How to complete this task ▸
Look over the entries and say how many lines include the word "UiQueue". Only the number, please.

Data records
---+---

// Copyright (c) Microsoft Corporation.
// Licensed under the MIT License.

use std::sync::Arc;

use crate::{
    ClockConfig, ClockModel, Error, Event, Mode, Result, SchedulerState, TickScheduler, TimeSource, TimeSourceFactory,
    UiDispatcher,
};

/// Wires a model, a scheduler and one instance of each time source into the controls a clock
/// window exposes.
///
/// The methods map one-to-one onto the window's buttons, so UI code only has to bind them.
/// Both time sources are created once and reused, which means a stopwatch keeps its elapsed
/// time while the wall clock is shown.
///
/// # Examples
///
/// ```no_run
/// use std::sync::Arc;
///
/// use clockwork::{ClockApp, ClockConfig, DefaultTimeSourceFactory, Mode, UiQueue};
///
/// let (queue, mut ui) = UiQueue::new();
/// let app = ClockApp::new(&ClockConfig::default(), &DefaultTimeSourceFactory::system(), Arc::new(queue))?;
///
/// app.start()?;
/// assert_eq!(app.toggle_mode()?, Mode::Stopwatch);
/// ui.run_pending();
///
/// app.shutdown();
/// # Ok::<(), clockwork::Error>(())
/// ```
#[derive(Debug)]
pub struct ClockApp {
    wall_clock: Arc<dyn TimeSource>,
    stopwatch: Arc<dyn TimeSource>,
    model: Arc<ClockModel>,
    scheduler: TickScheduler,
}

impl ClockApp {
    /// Creates the application with the wall clock active and the scheduler stopped.
    ///
    /// # Errors
    ///
    /// Returns an error if `config` is invalid or the scheduler's background thread cannot
    /// be created.
    pub fn new(config: &ClockConfig, factory: &dyn TimeSourceFactory, dispatcher: Arc<dyn UiDispatcher>) -> Result<Self> {
        config.validate()?;

        let wall_clock = factory.wall_clock();
        let stopwatch = factory.stopwatch();
        let model = Arc::new(ClockModel::from_config(Arc::clone(&wall_clock), config, dispatcher)?);
        let scheduler = TickScheduler::from_config(Arc::clone(&model), config)?;

        Ok(Self {
            wall_clock,
            stopwatch,
            model,
            scheduler,
        })
    }

    /// Starts the active time source, then starts ticking.
    ///
    /// # Errors
    ///
    /// Returns [`Error::SchedulerShutDown`] after shutdown, without starting the time source.
    pub fn start(&self) -> Result<()> {
        if self.scheduler.state() == SchedulerState::ShutDown {
            return Err(Error::SchedulerShutDown);
        }

        self.scheduler.strategy_start();
        self.scheduler.start()
    }

    /// Stops the active time source, then stops ticking.
    pub fn stop(&self) {
        self.scheduler.strategy_stop();
        self.scheduler.stop();
    }

    /// Resets the active time source and clears the event log.
    pub fn reset(&self) {
        self.scheduler.strategy_reset();
        self.model.clear_events();
    }

    /// Flips whether ticks append events and returns the new setting.
    pub fn toggle_ticks(&self) -> bool {
        let emit_ticks = !self.scheduler.emit_ticks();
        self.scheduler.set_emit_ticks(emit_ticks);
        emit_ticks
    }

    /// Switches to the other mode and returns it.
    ///
    /// # Errors
    ///
    /// Returns [`Error::SchedulerShutDown`] after shutdown.
    pub fn toggle_mode(&self) -> Result<Mode> {
        let next = self.model.mode().toggled();
        self.switch_mode(next)?;
        Ok(next)
    }

    /// Makes the time source for `mode` active. Does nothing if it already is.
    ///
    /// Switching to the stopwatch also starts it. Switching to the wall clock leaves the
    /// stopwatch as it is, running or paused.
    ///
    /// # Errors
    ///
    /// Returns [`Error::SchedulerShutDown`] after shutdown.
    pub fn switch_mode(&self, mode: Mode) -> Result<()> {
        if self.model.mode() == mode {
            return Ok(());
        }

        match mode {
            Mode::Stopwatch => self.scheduler.set_strategy(Arc::clone(&self.stopwatch), true),
            Mode::WallClock => self.scheduler.set_strategy(Arc::clone(&self.wall_clock), false),
        }
    }

    /// Removes every event from the log.
    pub fn clear_events(&self) -> Vec<Event> {
        self.model.clear_events()
    }

    /// Shuts the scheduler down for good.
    pub fn shutdown(&self) {
        self.scheduler.shutdown();
    }

    /// Returns the mode of the active time source.
    #[must_use]
    pub fn mode(&self) -> Mode {
        self.model.mode()
    }

    /// Returns the model, for subscribing listeners.
    #[must_use]
    pub fn model(&self) -> &Arc<ClockModel> {
        &self.model
    }

    /// Returns the scheduler.
    #[must_use]
    pub fn scheduler(&self) -> &TickScheduler {
        &self.scheduler
    }
}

---+---

Final answer ▸
2